Financially Distressed Schools – As 50 placard-holding students from the ailing Chester Upland schools looked on, Republican and Democratic senators urged Gov. Tom Corbett Tuesday to develop a workable plan to aid financially distressed school districts.  “We need a plan, Mr. Secretary; we need a plan,” Sen. Jeffrey Piccola, R-Dauphin, told state Education Secretary Ronald Tomalis. “It’s time to end the finger-pointing and the blame game.  Taxpayers are fed up with the increasing costs of public education.”  Read the rest of the story: “Corbett Asked to Aid Poor Schools” (from The Pittsburgh Post-Gazette, 1/25/12)

In addition to the hearing, Gov. Corbett met with members of the General Assembly last week to discuss the fiscal crisis facing Chester Upland.  The governor pledged to work with lawmakers to deliver a long-term solution to the problem and fund the schools through the current fiscal year in the short-term.

Meanwhile, members of the Duquesne City school board last week announced they are calling a community meeting on Feb. 7 to try to get some answers on the future of the school district.  State officials have said the financially and academically failing K-8 district, which is operated by a state board of control, will likely not exist in its current form next year but have offered no details as to where the students will attend school.  Read the rest of the story: “Duquesne School Board Presses for Answers” (from The Pittsburgh Post-Gazette, 1/25/12)

Chester Upland and Charter Schools – The Chester Upland SD was on the verge of bankruptcy last month, and the Corbett administration initially declined to provide additional support.  However a federal judge ordered the state to advance the district $3.2 million.  According to most estimates, the district needs $20 million to finish the school year.

Court documents in a suit to force the state to continue support for the financially distressed Chester Upland SD and testimony during a House Appropriations hearing last Friday in Chester revealed the following about the district’s finances and its relationship to the Chester Community Charter School (CCCS):

  • The district spends $43 million on all charter schools.  Between $40-$41 million of that is spent on brick and mortar charter schools.      

  • The district owes the Delaware County I.U. $1.7 million.       

  • Chester Upland gets $5 million for special education, about $3,605 per identified student.  The district in turn pays the CCCS $24,500 for each identified child.       

  • Starting in February 2011 through the fall of 2011, in months where the CCCS lost overall students, it increased the number of special education students, resulting in a new increase in the invoice to the district.       

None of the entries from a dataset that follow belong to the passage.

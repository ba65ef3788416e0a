pub mod jwt;
pub mod password;

pub use jwt::RequireToken;
use anyhow::Context;
use async_trait::async_trait;
use sqlx::PgPool;

use super::{NewPhoto, NewUser, Photo, PhotoChanges, Store, User, UserChanges};

#[derive(Clone)]
pub struct PgStore {
    db: PgPool,
}

impl PgStore {
    pub fn new(db: PgPool) -> Self {
        Self { db }
    }
}

#[async_trait]
impl Store for PgStore {
    async fn create_user(&self, user: NewUser) -> anyhow::Result<User> {
        let row = sqlx::query_as::<_, User>(
            r#"
            INSERT INTO users (username, email, password_hash)
            VALUES ($1, $2, $3)
            RETURNING id, username, email, password_hash, created_at, updated_at, deleted_at
            "#,
        )
        .bind(&user.username)
        .bind(&user.email)
        .bind(&user.password_hash)
        .fetch_one(&self.db)
        .await
        .context("insert user")?;
        Ok(row)
    }

    async fn find_user_by_email(&self, email: &str) -> anyhow::Result<Option<User>> {
        let row = sqlx::query_as::<_, User>(
            r#"
            SELECT id, username, email, password_hash, created_at, updated_at, deleted_at
              FROM users
             WHERE email = $1 AND deleted_at IS NULL
            "#,
        )
        .bind(email)
        .fetch_optional(&self.db)
        .await
        .context("find user by email")?;
        Ok(row)
    }

    async fn update_user(&self, id: i64, changes: UserChanges) -> anyhow::Result<u64> {
        let done = sqlx::query(
            r#"
            UPDATE users
               SET username      = COALESCE($2, username),
                   email         = COALESCE($3, email),
                   password_hash = COALESCE($4, password_hash),
                   updated_at    = now()
             WHERE id = $1 AND deleted_at IS NULL
            "#,
        )
        .bind(id)
        .bind(changes.username)
        .bind(changes.email)
        .bind(changes.password_hash)
        .execute(&self.db)
        .await
        .context("update user")?;
        Ok(done.rows_affected())
    }

    async fn delete_user(&self, id: i64) -> anyhow::Result<u64> {
        let done = sqlx::query(
            r#"
            UPDATE users SET deleted_at = now()
             WHERE id = $1 AND deleted_at IS NULL
            "#,
        )
        .bind(id)
        .execute(&self.db)
        .await
        .context("soft delete user")?;
        Ok(done.rows_affected())
    }

    async fn create_photo(&self, photo: NewPhoto) -> anyhow::Result<Photo> {
        let row = sqlx::query_as::<_, Photo>(
            r#"
            INSERT INTO photos (title, caption, photo_url, user_id)
            VALUES ($1, $2, $3, $4)
            RETURNING id, title, caption, photo_url, user_id, created_at, updated_at
            "#,
        )
        .bind(&photo.title)
        .bind(&photo.caption)
        .bind(&photo.photo_url)
        .bind(photo.user_id) // not checked against users
        .fetch_one(&self.db)
        .await
        .context("insert photo")?;
        Ok(row)
    }

    async fn list_photos(&self) -> anyhow::Result<Vec<Photo>> {
        let rows = sqlx::query_as::<_, Photo>(
            r#"
            SELECT id, title, caption, photo_url, user_id, created_at, updated_at
              FROM photos
             WHERE deleted_at IS NULL
             ORDER BY id ASC
            "#,
        )
        .fetch_all(&self.db)
        .await
        .context("list photos")?;
        Ok(rows)
    }

    async fn update_photo(&self, id: i64, changes: PhotoChanges) -> anyhow::Result<u64> {
        let done = sqlx::query(
            r#"
            UPDATE photos
               SET title      = COALESCE($2, title),
                   caption    = COALESCE($3, caption),
                   photo_url  = COALESCE($4, photo_url),
                   user_id    = COALESCE($5, user_id),
                   updated_at = now()
             WHERE id = $1 AND deleted_at IS NULL
            "#,
        )
        .bind(id)
        .bind(changes.title)
        .bind(changes.caption)
        .bind(changes.photo_url)
        .bind(changes.user_id)
        .execute(&self.db)
        .await
        .context("update photo")?;
        Ok(done.rows_affected())
    }

    async fn delete_photo(&self, id: i64) -> anyhow::Result<u64> {
        let done = sqlx::query(
            r#"
            UPDATE photos SET deleted_at = now()
             WHERE id = $1 AND deleted_at IS NULL
            "#,
        )
        .bind(id)
        .execute(&self.db)
        .await
        .context("soft delete photo")?;
        Ok(done.rows_affected())
    }
}
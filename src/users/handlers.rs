use axum::{
    extract::State,
    routing::{post, put},
    Json, Router,
};
use serde_json::Value;
use tracing::{debug, info, instrument, warn};

use crate::{
    auth::password,
    error::{message, ApiError, AppJson, AppPath},
    state::AppState,
    store::{NewUser, UserChanges},
};

use super::dto::{normalize_email, LoginRequest, RegisterRequest, UpdateUserRequest};

pub fn user_routes() -> Router<AppState> {
    Router::new()
        .route("/user/register", post(register))
        .route("/user/login", post(login))
        .route("/user/:userId", put(update_user).delete(delete_user))
}

#[instrument(skip(state, payload))]
pub async fn register(
    State(state): State<AppState>,
    AppJson(mut payload): AppJson<RegisterRequest>,
) -> Result<Json<Value>, ApiError> {
    payload.email = normalize_email(&payload.email);

    if let Err(reason) = payload.validate() {
        warn!(email = %payload.email, reason, "registration rejected");
        return Err(ApiError::BadRequest(reason.into()));
    }

    let password_hash = password::hash(payload.password)
        .await
        .map_err(|e| ApiError::internal("Failed to set password", e))?;

    let user = state
        .store
        .create_user(NewUser {
            username: payload.username,
            email: payload.email,
            password_hash,
        })
        .await
        .map_err(|e| ApiError::internal("Failed to register user", format!("{e:#}")))?;

    info!(user_id = user.id, email = %user.email, "user registered");
    Ok(message("User registered successfully"))
}

#[instrument(skip(state, payload))]
pub async fn login(
    State(state): State<AppState>,
    payload: Result<AppJson<LoginRequest>, ApiError>,
) -> Result<Json<Value>, ApiError> {
    let AppJson(payload) = payload.map_err(|e| {
        warn!(error = %e, "login body rejected");
        ApiError::BadRequest("Invalid request data".into())
    })?;
    let email = normalize_email(&payload.email);

    // Lookup failures of any kind read as "no such user" to the caller.
    let user = match state.store.find_user_by_email(&email).await {
        Ok(Some(u)) => u,
        Ok(None) => {
            warn!(%email, "login unknown email");
            return Err(ApiError::Unauthorized("User not found".into()));
        }
        Err(e) => {
            let cause = format!("{e:#}");
            tracing::error!(error = %cause, "find_user_by_email failed");
            return Err(ApiError::Unauthorized("User not found".into()));
        }
    };

    if let Err(e) = password::verify(payload.password, user.password_hash).await {
        warn!(user_id = user.id, error = %e, "login invalid password");
        return Err(ApiError::Unauthorized("Invalid password".into()));
    }

    info!(user_id = user.id, "user logged in");
    Ok(message("Login successful"))
}

#[instrument(skip(state, payload))]
pub async fn update_user(
    State(state): State<AppState>,
    AppPath(user_id): AppPath<i64>,
    AppJson(payload): AppJson<UpdateUserRequest>,
) -> Result<Json<Value>, ApiError> {
    let password_hash = match payload.password {
        Some(plain) => Some(
            password::hash(plain)
                .await
                .map_err(|e| ApiError::internal("Failed to update user", e))?,
        ),
        None => None,
    };

    let changes = UserChanges {
        username: payload.username,
        email: payload.email.as_deref().map(normalize_email),
        password_hash,
    };

    let rows = state
        .store
        .update_user(user_id, changes)
        .await
        .map_err(|e| ApiError::internal("Failed to update user", format!("{e:#}")))?;

    debug!(user_id, rows, "user update applied");
    Ok(message("User updated successfully"))
}

#[instrument(skip(state))]
pub async fn delete_user(
    State(state): State<AppState>,
    AppPath(user_id): AppPath<i64>,
) -> Result<Json<Value>, ApiError> {
    let rows = state
        .store
        .delete_user(user_id)
        .await
        .map_err(|e| ApiError::internal("Failed to delete user", format!("{e:#}")))?;

    debug!(user_id, rows, "user soft-deleted");
    Ok(message("User deleted successfully"))
}
use axum::{
    extract::{
        rejection::{JsonRejection, PathRejection},
        FromRequest, FromRequestParts,
    },
    http::StatusCode,
    response::{IntoResponse, Response},
    Json,
};
use serde_json::json;
use thiserror::Error;
use tracing::error;

/// Errors returned to HTTP clients as `{"error": <message>}`.
#[derive(Debug, Error)]
pub enum ApiError {
    #[error("{0}")]
    BadRequest(String),

    #[error("{0}")]
    Unauthorized(String),

    /// Public message only; the cause is logged where it happens.
    #[error("{0}")]
    Internal(String),
}

impl ApiError {
    /// Log `cause` and hide it behind a fixed public message.
    pub fn internal(message: &str, cause: impl std::fmt::Display) -> Self {
        error!(error = %cause, "{}", message);
        ApiError::Internal(message.to_string())
    }

    pub fn status(&self) -> StatusCode {
        match self {
            ApiError::BadRequest(_) => StatusCode::BAD_REQUEST,
            ApiError::Unauthorized(_) => StatusCode::UNAUTHORIZED,
            ApiError::Internal(_) => StatusCode::INTERNAL_SERVER_ERROR,
        }
    }
}

impl IntoResponse for ApiError {
    fn into_response(self) -> Response {
        let status = self.status();
        (status, Json(json!({ "error": self.to_string() }))).into_response()
    }
}

impl From<JsonRejection> for ApiError {
    fn from(rejection: JsonRejection) -> Self {
        ApiError::BadRequest(rejection.body_text())
    }
}

impl From<PathRejection> for ApiError {
    fn from(rejection: PathRejection) -> Self {
        ApiError::BadRequest(rejection.body_text())
    }
}

/// `Json` whose rejections (syntax, shape, content type) all become 400s.
#[derive(FromRequest)]
#[from_request(via(axum::Json), rejection(ApiError))]
pub struct AppJson<T>(pub T);

/// `Path` whose parse failures become 400s in the JSON error shape.
#[derive(FromRequestParts)]
#[from_request(via(axum::extract::Path), rejection(ApiError))]
pub struct AppPath<T>(pub T);

/// Body of every successful mutation.
pub fn message(text: &str) -> Json<serde_json::Value> {
    Json(json!({ "message": text }))
}
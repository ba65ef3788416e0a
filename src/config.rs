use std::fmt;
use std::net::SocketAddr;

use anyhow::Context;

const DEFAULT_DATABASE_URL: &str = "postgres://postgres@localhost:5432/api";

#[derive(Clone)]
pub struct JwtConfig {
    /// HS256 secret from `JWT_SECRET_KEY`. `None` when unset or empty.
    pub secret: Option<String>,
    pub leeway_secs: u64,
}

impl fmt::Debug for JwtConfig {
    fn fmt(&self, f: &mut fmt::Formatter<'_>) -> fmt::Result {
        f.debug_struct("JwtConfig")
            .field("secret", &self.secret.as_ref().map(|_| "<redacted>"))
            .field("leeway_secs", &self.leeway_secs)
            .finish()
    }
}

#[derive(Debug, Clone)]
pub struct AppConfig {
    pub database_url: String,
    pub max_connections: u32,
    pub host: String,
    pub port: u16,
    pub jwt: JwtConfig,
}

impl AppConfig {
    pub fn from_env() -> anyhow::Result<Self> {
        Self::from_vars(|key| std::env::var(key).ok())
    }

    pub fn from_vars<F>(get: F) -> anyhow::Result<Self>
    where
        F: Fn(&str) -> Option<String>,
    {
        let database_url = get("DATABASE_URL").unwrap_or_else(|| DEFAULT_DATABASE_URL.into());
        let max_connections = match get("DB_MAX_CONNECTIONS") {
            Some(v) => v
                .parse::<u32>()
                .with_context(|| format!("DB_MAX_CONNECTIONS is not a number: {v}"))?,
            None => 10,
        };
        let host = get("APP_HOST").unwrap_or_else(|| "0.0.0.0".into());
        let port = match get("APP_PORT") {
            Some(v) => v
                .parse::<u16>()
                .with_context(|| format!("APP_PORT is not a valid port: {v}"))?,
            None => 8080,
        };
        let jwt = JwtConfig {
            secret: get("JWT_SECRET_KEY").filter(|s| !s.is_empty()),
            leeway_secs: get("JWT_LEEWAY_SECS")
                .and_then(|v| v.parse::<u64>().ok())
                .unwrap_or(0),
        };
        Ok(Self {
            database_url,
            max_connections,
            host,
            port,
            jwt,
        })
    }

    pub fn bind_addr(&self) -> anyhow::Result<SocketAddr> {
        format!("{}:{}", self.host, self.port)
            .parse()
            .with_context(|| format!("invalid bind address {}:{}", self.host, self.port))
    }
}

#[cfg(test)]
mod tests {
    use super::*;
    use std::collections::HashMap;

    fn config_from(pairs: &[(&str, &str)]) -> anyhow::Result<AppConfig> {
        let vars: HashMap<String, String> = pairs
            .iter()
            .map(|(k, v)| (k.to_string(), v.to_string()))
            .collect();
        AppConfig::from_vars(|k| vars.get(k).cloned())
    }

    #[test]
    fn defaults_when_nothing_is_set() {
        let cfg = config_from(&[]).expect("defaults should load");
        assert_eq!(cfg.database_url, DEFAULT_DATABASE_URL);
        assert_eq!(cfg.max_connections, 10);
        assert_eq!(cfg.port, 8080);
        assert!(cfg.jwt.secret.is_none());
        assert_eq!(cfg.bind_addr().unwrap().to_string(), "0.0.0.0:8080");
    }

    #[test]
    fn empty_secret_counts_as_unset() {
        let cfg = config_from(&[("JWT_SECRET_KEY", "")]).unwrap();
        assert!(cfg.jwt.secret.is_none());

        let cfg = config_from(&[("JWT_SECRET_KEY", "s3cret")]).unwrap();
        assert_eq!(cfg.jwt.secret.as_deref(), Some("s3cret"));
    }

    #[test]
    fn rejects_bad_port() {
        let err = config_from(&[("APP_PORT", "eighty")]).unwrap_err();
        assert!(err.to_string().contains("APP_PORT"));
    }

    #[test]
    fn debug_output_redacts_secret() {
        let cfg = config_from(&[("JWT_SECRET_KEY", "top-secret")]).unwrap();
        let printed = format!("{:?}", cfg);
        assert!(!printed.contains("top-secret"));
        assert!(printed.contains("<redacted>"));
    }
}
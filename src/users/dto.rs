use lazy_static::lazy_static;
use regex::Regex;
use serde::Deserialize;

pub const MIN_PASSWORD_LEN: usize = 6;

/// Request body for user registration. Missing fields decode as empty and
/// then fail validation.
#[derive(Debug, Default, Deserialize)]
#[serde(default)]
pub struct RegisterRequest {
    pub username: String,
    pub email: String,
    pub password: String,
}

/// Request body for login.
#[derive(Debug, Default, Deserialize)]
#[serde(default)]
pub struct LoginRequest {
    pub email: String,
    pub password: String,
}

/// Partial user for `PUT /user/:userId`. Absent or null fields are kept.
#[derive(Debug, Default, Deserialize)]
pub struct UpdateUserRequest {
    pub username: Option<String>,
    pub email: Option<String>,
    pub password: Option<String>,
}

pub(crate) fn is_valid_email(email: &str) -> bool {
    lazy_static! {
        static ref EMAIL_RE: Regex = Regex::new(r"^[^@\s]+@[^@\s]+\.[^@\s]+$").unwrap();
    }
    EMAIL_RE.is_match(email)
}

pub(crate) fn normalize_email(email: &str) -> String {
    email.trim().to_lowercase()
}

impl RegisterRequest {
    pub fn validate(&self) -> Result<(), &'static str> {
        if !is_valid_email(&self.email) {
            return Err("Invalid email format");
        }
        if self.password.chars().count() < MIN_PASSWORD_LEN {
            return Err("Password must be at least 6 characters long");
        }
        Ok(())
    }
}
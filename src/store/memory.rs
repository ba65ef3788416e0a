//! In-process [`Store`] for handler tests. Mirrors the Postgres contract:
//! unique email across all rows, soft delete, merge updates.

use std::sync::{Mutex, MutexGuard};

use async_trait::async_trait;
use time::OffsetDateTime;

use super::{NewPhoto, NewUser, Photo, PhotoChanges, Store, User, UserChanges};

#[derive(Default)]
struct Tables {
    users: Vec<User>,
    photos: Vec<(Photo, Option<OffsetDateTime>)>,
}

#[derive(Default)]
pub struct MemoryStore {
    tables: Mutex<Tables>,
    failing: bool,
}

impl MemoryStore {
    pub fn new() -> Self {
        Self::default()
    }

    /// Every operation errors, like a database that went away.
    pub fn failing() -> Self {
        Self {
            failing: true,
            ..Self::default()
        }
    }

    /// All user rows, soft-deleted ones included.
    pub fn users(&self) -> Vec<User> {
        self.tables.lock().map(|t| t.users.clone()).unwrap_or_default()
    }

    fn lock(&self) -> anyhow::Result<MutexGuard<'_, Tables>> {
        if self.failing {
            anyhow::bail!("connection refused");
        }
        self.tables
            .lock()
            .map_err(|_| anyhow::anyhow!("memory store poisoned"))
    }
}

#[async_trait]
impl Store for MemoryStore {
    async fn create_user(&self, user: NewUser) -> anyhow::Result<User> {
        let mut t = self.lock()?;
        if t.users.iter().any(|u| u.email == user.email) {
            anyhow::bail!("duplicate key value violates unique constraint \"users_email_key\"");
        }
        let now = OffsetDateTime::now_utc();
        let row = User {
            id: t.users.len() as i64 + 1,
            username: user.username,
            email: user.email,
            password_hash: user.password_hash,
            created_at: now,
            updated_at: now,
            deleted_at: None,
        };
        t.users.push(row.clone());
        Ok(row)
    }

    async fn find_user_by_email(&self, email: &str) -> anyhow::Result<Option<User>> {
        let t = self.lock()?;
        Ok(t
            .users
            .iter()
            .find(|u| u.email == email && u.deleted_at.is_none())
            .cloned())
    }

    async fn update_user(&self, id: i64, changes: UserChanges) -> anyhow::Result<u64> {
        let mut t = self.lock()?;
        if let Some(email) = &changes.email {
            if t.users.iter().any(|u| u.id != id && &u.email == email) {
                anyhow::bail!("duplicate key value violates unique constraint \"users_email_key\"");
            }
        }
        let Some(user) = t
            .users
            .iter_mut()
            .find(|u| u.id == id && u.deleted_at.is_none())
        else {
            return Ok(0);
        };
        if let Some(v) = changes.username {
            user.username = v;
        }
        if let Some(v) = changes.email {
            user.email = v;
        }
        if let Some(v) = changes.password_hash {
            user.password_hash = v;
        }
        user.updated_at = OffsetDateTime::now_utc();
        Ok(1)
    }

    async fn delete_user(&self, id: i64) -> anyhow::Result<u64> {
        let mut t = self.lock()?;
        match t
            .users
            .iter_mut()
            .find(|u| u.id == id && u.deleted_at.is_none())
        {
            Some(user) => {
                user.deleted_at = Some(OffsetDateTime::now_utc());
                Ok(1)
            }
            None => Ok(0),
        }
    }

    async fn create_photo(&self, photo: NewPhoto) -> anyhow::Result<Photo> {
        let mut t = self.lock()?;
        let now = OffsetDateTime::now_utc();
        let row = Photo {
            id: t.photos.len() as i64 + 1,
            title: photo.title,
            caption: photo.caption,
            photo_url: photo.photo_url,
            user_id: photo.user_id,
            created_at: now,
            updated_at: now,
        };
        t.photos.push((row.clone(), None));
        Ok(row)
    }

    async fn list_photos(&self) -> anyhow::Result<Vec<Photo>> {
        let t = self.lock()?;
        Ok(t
            .photos
            .iter()
            .filter(|(_, deleted)| deleted.is_none())
            .map(|(p, _)| p.clone())
            .collect())
    }

    async fn update_photo(&self, id: i64, changes: PhotoChanges) -> anyhow::Result<u64> {
        let mut t = self.lock()?;
        let Some((photo, _)) = t
            .photos
            .iter_mut()
            .find(|(p, deleted)| p.id == id && deleted.is_none())
        else {
            return Ok(0);
        };
        if let Some(v) = changes.title {
            photo.title = v;
        }
        if let Some(v) = changes.caption {
            photo.caption = v;
        }
        if let Some(v) = changes.photo_url {
            photo.photo_url = v;
        }
        if let Some(v) = changes.user_id {
            photo.user_id = v;
        }
        photo.updated_at = OffsetDateTime::now_utc();
        Ok(1)
    }

    async fn delete_photo(&self, id: i64) -> anyhow::Result<u64> {
        let mut t = self.lock()?;
        match t
            .photos
            .iter_mut()
            .find(|(p, deleted)| p.id == id && deleted.is_none())
        {
            Some((_, deleted)) => {
                *deleted = Some(OffsetDateTime::now_utc());
                Ok(1)
            }
            None => Ok(0),
        }
    }
}
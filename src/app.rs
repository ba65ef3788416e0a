use std::net::SocketAddr;
use axum::Router;
use tower_http::{cors::CorsLayer, trace::TraceLayer};
use crate::state::AppState;
use crate::{photos, users};

pub fn build_app(state: AppState) -> Router {
    Router::new()
        .merge(users::router())
        .merge(photos::router(&state))
        .with_state(state)
        .layer(CorsLayer::permissive())
        .layer(
            TraceLayer::new_for_http()
                .make_span_with(|req: &axum::http::Request<_>| {
                    let method = req.method().clone();
                    let uri = req.uri().clone();
                    tracing::info_span!("http_request", %method, uri = %uri)
                })
                .on_response(
                    |res: &axum::http::Response<_>,
                     _latency: std::time::Duration,
                     span: &tracing::Span| {
                        let status = res.status();
                        span.record("status", tracing::field::display(status));
                        if status.is_server_error() {
                            tracing::error!(%status, "response");
                        } else {
                            tracing::info!(%status, "response");
                        }
                    },
                ),
        )
}

pub async fn serve(app: Router, addr: SocketAddr) -> anyhow::Result<()> {
    tracing::info!("listening on {}", addr);
    let listener = tokio::net::TcpListener::bind(addr).await?;
    axum::serve(listener, app)
        .with_graceful_shutdown(async {
            if let Err(e) = tokio::signal::ctrl_c().await {
                tracing::error!(error = %e, "failed to listen for shutdown signal");
                std::future::pending::<()>().await;
            }
            tracing::info!("shutting down");
        })
        .await?;
    Ok(())
}


#[cfg(test)]
mod tests {
    use std::sync::Arc;

    use axum::http::{Method, StatusCode};

    use super::testing::{app_with, send};
    use crate::store::memory::MemoryStore;

    #[tokio::test]
    async fn unknown_route_is_404() {
        let app = app_with(Arc::new(MemoryStore::new()), None);
        let (status, _) = send(&app, Method::GET, "/users", None, None).await;
        assert_eq!(status, StatusCode::NOT_FOUND);
    }

    #[tokio::test]
    async fn get_photo_needs_no_token() {
        let app = app_with(Arc::new(MemoryStore::new()), None);
        let (status, _) = send(&app, Method::GET, "/photo", None, None).await;
        assert_eq!(status, StatusCode::OK);
    }

    #[tokio::test]
    async fn wrong_method_is_405() {
        let app = app_with(Arc::new(MemoryStore::new()), None);
        let (status, _) = send(&app, Method::GET, "/user/register", None, None).await;
        assert_eq!(status, StatusCode::METHOD_NOT_ALLOWED);
    }
}
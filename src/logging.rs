/*!
 * Logging and tracing initialization
 *
 * Stdout may carry the host transport, so console logs go to stderr.
 */

use std::fs::File;
use std::path::Path;
use tracing::Level;
use tracing_subscriber::{fmt, layer::SubscriberExt, util::SubscriberInitExt, EnvFilter};

use crate::config::BridgeConfig;
use crate::error::{ElevateError, Result};

/// Effective level after `verbose` is applied
pub fn effective_level(config: &BridgeConfig) -> Level {
    if config.verbose {
        Level::DEBUG
    } else {
        config.log_level.to_tracing_level()
    }
}

/// Initialize structured logging based on configuration
pub fn init_logging(config: &BridgeConfig) -> Result<()> {
    let log_level = effective_level(config);

    let env_filter = EnvFilter::try_from_default_env()
        .or_else(|_| {
            EnvFilter::try_new(format!(
                "elevate={level},elevate_connect={level},elevate_service={level}",
                level = log_level
            ))
        })
        .map_err(|e| ElevateError::Config(format!("Failed to create log filter: {}", e)))?;

    if let Some(ref log_path) = config.log_file {
        init_file_logging(log_path, env_filter)?;
    } else {
        init_stderr_logging(env_filter);
    }

    Ok(())
}

fn init_stderr_logging(env_filter: EnvFilter) {
    let fmt_layer = fmt::layer().with_writer(std::io::stderr).compact();

    tracing_subscriber::registry()
        .with(env_filter)
        .with(fmt_layer)
        .init();
}

fn init_file_logging(log_path: &Path, env_filter: EnvFilter) -> Result<()> {
    let file = File::create(log_path)
        .map_err(|e| ElevateError::Config(format!("Failed to create log file: {}", e)))?;

    let fmt_layer = fmt::layer().with_writer(file).with_ansi(false).json();

    tracing_subscriber::registry()
        .with(env_filter)
        .with(fmt_layer)
        .init();

    Ok(())
}

/// Initialize logging for tests, once per process
pub fn init_test_logging() {
    use std::sync::Once;
    static INIT: Once = Once::new();

    INIT.call_once(|| {
        let env_filter = EnvFilter::try_from_default_env()
            .unwrap_or_else(|_| EnvFilter::new("elevate=debug,elevate_connect=debug"));

        let fmt_layer = fmt::layer().with_test_writer().with_target(false).compact();

        tracing_subscriber::registry()
            .with(env_filter)
            .with(fmt_layer)
            .try_init()
            .ok();
    });
}

#[cfg(test)]
mod tests {
    use super::*;
    use crate::config::LogLevel;

    #[test]
    fn test_verbose_overrides_log_level() {
        let config = BridgeConfig {
            log_level: LogLevel::Error,
            verbose: true,
            ..Default::default()
        };
        assert_eq!(effective_level(&config), Level::DEBUG);
    }

    #[test]
    fn test_configured_level_used() {
        let config = BridgeConfig {
            log_level: LogLevel::Warn,
            ..Default::default()
        };
        assert_eq!(effective_level(&config), Level::WARN);
    }

    #[test]
    fn test_log_level_conversion() {
        assert_eq!(LogLevel::Error.to_tracing_level(), Level::ERROR);
        assert_eq!(LogLevel::Info.to_tracing_level(), Level::INFO);
        assert_eq!(LogLevel::Trace.to_tracing_level(), Level::TRACE);
    }

    #[test]
    fn test_init_test_logging_is_reentrant() {
        init_test_logging();
        init_test_logging();
    }
}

  • The CCCS student population of 3,000 is comprised of 700 special needs students, or 23% of the student body.       

  • CSMI, the management company for CCCS, gets paid $5,600 per student attending the school, a number that will rise to $6,400 per pupil in 2014-15.  In other words, 57% of district payments are targeted to management fees, not instruction, for each general education student, and 23% for each special needs child.           

Liquor Taxes for Schools – Philadelphia City Council is brewing up a new idea – using booze to fund schools.  During Council’s first session since the inauguration, City Councilwoman Blondell Reynolds Brown introduced a bill that would extend bar hours to 3 a.m., generating up to $5 million annually in liquor taxes for the cash-poor school districts, which announced recently that it must cut $61 million by June. Read the rest of the story: “New $5M Source for Schools: Longer Bar Hours” (from The Philadelphia Daily News, 1/27/12)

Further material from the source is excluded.